Let $\mathfrak{M}$ be a von-Neumann algebra and $a\in\mathfrak{M}$ a self-adjoint element. Let $S\subseteq\sigma(a)$ be a non-empty, closed subset. Let $p=\chi_{S}(a)$, which is a non-zero, with-$a$-commuting projection.
Question. Is $\sigma_{\mathfrak{M}_{p}}(pap)=S$? If not, what then?
So far, I can show $\overline{S^{o}} \subseteq \sigma_{\mathfrak{M}_{p}}(pap) \subseteq S \subseteq \sigma_{\mathfrak{M}_{p}}(pap)\cup\sigma_{\mathfrak{M}_{1-p}}((1-p)a(1-p))$.
(That $\overline{S^{o}} \subseteq \sigma_{\mathfrak{M}_{p}}(pap)$, does not give much information, since $S\setminus S^{o}$ can be topologically quite large — i. e. non-meager.)
You can always "lose" zero; for instance say $a=p$, $S=\{0,1\}=\sigma(p)$. Then $p=\chi_S(p)$ and $\sigma_p(p)=1$ ($p$ is invertible in $p\mathfrak M p$).
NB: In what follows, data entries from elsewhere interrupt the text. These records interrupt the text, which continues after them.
// SPDX-License-Identifier: MIT OR Apache-2.0
// Project: rustpwgen
// File: password.rs
// Author: Volker Schwaberow <volker@schwaberow.de>

//! Password derivation pipeline.
//!
//! case fold -> HMAC -> hex -> rail fence -> bounded base64 -> truncate.
//! Every stage owns its buffer and hands it to the next one; nothing is
//! kept between calls.

use std::fmt;

use tracing::debug;
use zeroize::{Zeroize, ZeroizeOnDrop, Zeroizing};

use crate::rpg::config::Configuration;
use crate::rpg::encode::{encode_bounded, natural_encoded_len};
use crate::rpg::error::PwGenError;
use crate::rpg::mac::executor::{consume_bytes, digest_to_hex};
use crate::rpg::mac::registry::{
	self, MacAlgorithmMetadata, MacError, MacExecutor,
};
use crate::rpg::transpose::rail_fence;

/// A derived password. The buffer is wiped when dropped.
#[derive(Clone, PartialEq, Eq, Zeroize, ZeroizeOnDrop)]
pub struct Password(String);

impl Password {
	pub fn as_str(&self) -> &str {
		&self.0
	}

	pub fn len(&self) -> usize {
		self.0.len()
	}

	pub fn is_empty(&self) -> bool {
		self.0.is_empty()
	}
}

impl fmt::Display for Password {
	fn fmt(&self, f: &mut fmt::Formatter<'_>) -> fmt::Result {
		f.write_str(&self.0)
	}
}

impl fmt::Debug for Password {
	fn fmt(&self, f: &mut fmt::Formatter<'_>) -> fmt::Result {
		write!(f, "Password(<{} chars>)", self.0.len())
	}
}

pub fn derive_password(
	config: &Configuration,
) -> Result<Password, PwGenError> {
	derive_password_with(config, registry::create_executor)
}

/// Runs the pipeline with a caller-supplied MAC factory.
pub fn derive_password_with<F>(
	config: &Configuration,
	create_executor: F,
) -> Result<Password, PwGenError>
where
	F: FnOnce(
		&str,
		&[u8],
	) -> Result<
		(Box<dyn MacExecutor>, MacAlgorithmMetadata),
		MacError,
	>,
{
	let input = Zeroizing::new(config.case().apply(config.input()));
	let (executor, metadata) = create_executor(
		config.algorithm().identifier(),
		config.key().as_bytes(),
	)?;
	debug!(
		algorithm = metadata.display_name,
		case = %config.case(),
		"computing keyed digest"
	);

	let digest =
		Zeroizing::new(consume_bytes(input.as_bytes(), executor));
	let hex = digest_to_hex(&digest)?;
	let transposed = rail_fence(&hex)?;
	debug!(
		digest_len = digest.len(),
		hex_len = hex.len(),
		natural_len = natural_encoded_len(transposed.len()),
		bound = config.length(),
		"encoding transposed digest text"
	);
	let encoded =
		encode_bounded(transposed.as_bytes(), config.length() + 1)?;
	let password = truncate_to_length(encoded, config.length())?;
	debug!(length = password.len(), "derived password");
	Ok(password)
}

/// Cuts `encoded` to exactly `length` characters.
pub fn truncate_to_length(
	mut encoded: String,
	length: usize,
) -> Result<Password, PwGenError> {
	if encoded.len() < length {
		let short = encoded.len();
		encoded.zeroize();
		return Err(PwGenError::Encoding(format!(
			"encoded text has {} characters, {} requested",
			short, length
		)));
	}
	encoded.truncate(length);
	Ok(Password(encoded))
}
You will also always lose the part of the spectrum that comes from the orthogonal complement of $p$. For example, let $$ a=\begin{bmatrix}1&0&0\\0&2&0\\0&0&3\end{bmatrix},\ \ p=\begin{bmatrix}1&0&0\\0&0&0\\0&0&0\end{bmatrix}, \ \ S=\{2,3\}. $$ Then $S\subset\sigma(a)=\{1,2,3\}$, while $\sigma_p(ap)=\{1\}$.